D. Fuzzy K – Means Clustering: We know that the
clustering is the technique to group the data’s into various
clusters. Here, in fuzzy clustering, each data object has a
membership function that describes the degree to which the
data has belongs to a certain cluster. [6] To update the
membership functions, we require fuzzy K – Means
Clustering. In this process, the data object cannot be assigned
to a concrete cluster that is represented by the cluster centroid.
By replacing various non – reference attributes for each
incomplete data object based on the information about
membership degrees.
E. Expectation – Maximization Technique: Estimating the
mean and covariance matrix, we can impute the data’s that are
missing by the technique called Expectation – Maximization
(EM). [7] The steps for EM are, first the records each
regression parameters of the variables with missing value’s
among the variable that has missing value and should compute
the mean and covariance matrix. Second, each record that has
missing values have to replace with expected data’s or values
being the product of the available values and estimated
regression coefficients. Third, the identified mean and
covariance matrix have to re estimated and the sample mean of
the completed data sets have to identify and that to estimate
the imputation error.
F. Support Vector Machine:To analyze data and recognize
patterns used for classification and regression based analysis.
Given a set of training examples, we have some training
algorithms that build a model that assigns new examples into
one category or the other, making some of the probabilistic
binary linear classifier. Formally a SVM can construct a hyper
plane in a high – or infinite dimensional space, which can be
used for various tasks. [8] To keep the computational load
reasonable, the mapping used by SVM schemes are designed
to ensure that dot products may be computed easily in terms of
the variables in the original space, by defining the term called
kernel function K(x, y).
G. Outlier detection: Data analysis has a large number of
variables that are being recorded or sampled. One of the steps
to obtaining a coherent analysis is the detection of outlaying
observations. It is an observation that appears to deviate
markedly from other observations in the sample. An outlier
may indicate wrong data. For example, the data may have
been coded incorrectly or an experiment may not have been
run correctly. If it can be determined that an outlaying point is
in fact erroneous, then the outlaying value should be deleted
from the analysis. In some cases, it may not be possible to
determine if an outlying point is bad data. [9] Outliers may be
due to random variation or may indicate something
scientifically interesting. Labeling, accommodation and
identification are three issues in outlier detection. Outlier
detection is the major technique that encompasses the
variables to be fit into the data set’s in order to avoid the
missing attributes.
Labeling is the flag potential outliers for further investigation.
This is nothing but a identifying a unique variable in the data
sets.
Accommodationuses robust statistical techniques that will not
be affected by outliers. That is, if we cannot determine the
potential outliers are erroneous observations.

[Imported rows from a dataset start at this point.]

#![forbid(unsafe_code)]

//! Gesture math: raw drag translations → snapped minute/lane deltas.
//!
//! The gesture source reports pointer translations in pixels. These helpers
//! convert them into the engine's coordinate space without touching any item
//! state; they are called on every input sample while a drag is in progress.
//!
//! # Invariants
//!
//! 1. Minute deltas are always multiples of the snap granularity.
//! 2. `origin_lane + lane_delta` always lies in `[0, lane_count - 1]`.
//! 3. Degenerate metrics (zero hour height, zero lane stride) yield zero deltas.
//!
//! # Failure Modes
//!
//! None. Non-finite translations are treated as zero.

use serde::{Deserialize, Serialize};

use crate::geometry::TimelineMetrics;

/// Informational deltas for an in-progress drag.
#[derive(Debug, Clone, Copy, PartialEq, Eq, Default, Serialize, Deserialize)]
pub struct PreviewDelta {
    /// Snapped time delta in minutes (start for moves, end for resizes).
    pub minutes: i64,
    /// Clamped lane delta.
    pub lane_delta: i32,
    /// Lane the block would land in.
    pub target_lane: u16,
}

impl PreviewDelta {
    /// Whether the preview would change anything on commit.
    #[must_use]
    pub const fn is_noop(&self) -> bool {
        self.minutes == 0 && self.lane_delta == 0
    }
}

/// Round `minutes` to the nearest multiple of `snap` (half away from zero).
///
/// A zero snap granularity is treated as 1.
#[must_use]
pub fn snap_minutes(minutes: i64, snap: u32) -> i64 {
    let snap = i64::from(snap.max(1));
    let steps = (minutes as f64 / snap as f64).round() as i64;
    steps * snap
}

/// Vertical translation → snapped minute delta.
#[must_use]
pub fn snapped_minutes_for_dy(dy: f64, metrics: &TimelineMetrics, snap: u32) -> i64 {
    if !dy.is_finite() || metrics.hour_height <= 0.0 {
        return 0;
    }
    let minutes = (dy / metrics.hour_height * 60.0).round() as i64;
    snap_minutes(minutes, snap)
}

/// Horizontal translation → lane delta, clamped so the target lane stays in
/// `[0, lane_count - 1]`.
#[must_use]
pub fn lane_delta(dx: f64, metrics: &TimelineMetrics, origin_lane: u16, lane_count: u16) -> i32 {
    let stride = metrics.lane_stride();
    if !dx.is_finite() || stride <= 0.0 {
        return 0;
    }
    let raw = (dx / stride).round() as i64;
    let last = i64::from(lane_count.max(1) - 1);
    let origin = i64::from(origin_lane).min(last);
    let target = (origin + raw).clamp(0, last);
    // Both ends fit in u16, so the difference fits in i32.
    (target - i64::from(origin_lane)) as i32
}

/// Preview for a move gesture: time and lane deltas together.
#[must_use]
pub fn preview_move(
    dx: f64,
    dy: f64,
    metrics: &TimelineMetrics,
    origin_lane: u16,
    lane_count: u16,
    snap: u32,
) -> PreviewDelta {
    let lane_delta = lane_delta(dx, metrics, origin_lane, lane_count);
    let target = i64::from(origin_lane) + i64::from(lane_delta);
    PreviewDelta {
        minutes: snapped_minutes_for_dy(dy, metrics, snap),
        lane_delta,
        target_lane: u16::try_from(target).unwrap_or(0),
    }
}

/// Preview for a resize gesture: only the end boundary moves.
#[must_use]
pub fn preview_resize(dy: f64, metrics: &TimelineMetrics, origin_lane: u16, snap: u32) -> PreviewDelta {
    PreviewDelta {
        minutes: snapped_minutes_for_dy(dy, metrics, snap),
        lane_delta: 0,
        target_lane: origin_lane,
    }
}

Identification is formally test whether observations are
outliers. This can identify the attribute that is actually in
missed value. By taking the outlier detection, it is going to
ignore and eliminate the values and attributes that is not fit
into the data sets.
H. Iterative linear Fitting Method (ILF): This method
belongs to the category of regression – based methods, which
substitutes the missing data based on the maximum likelihood
function under specific modeling assumptions. [10] The linear
regression model is assumed for the data sets for simplicity.
This method predicts the data that are missing attributes for
each in turn. The iterative method is the technique that has a
procedure in mathematical procedure that generates a
sequence of approximate values for a class of problems.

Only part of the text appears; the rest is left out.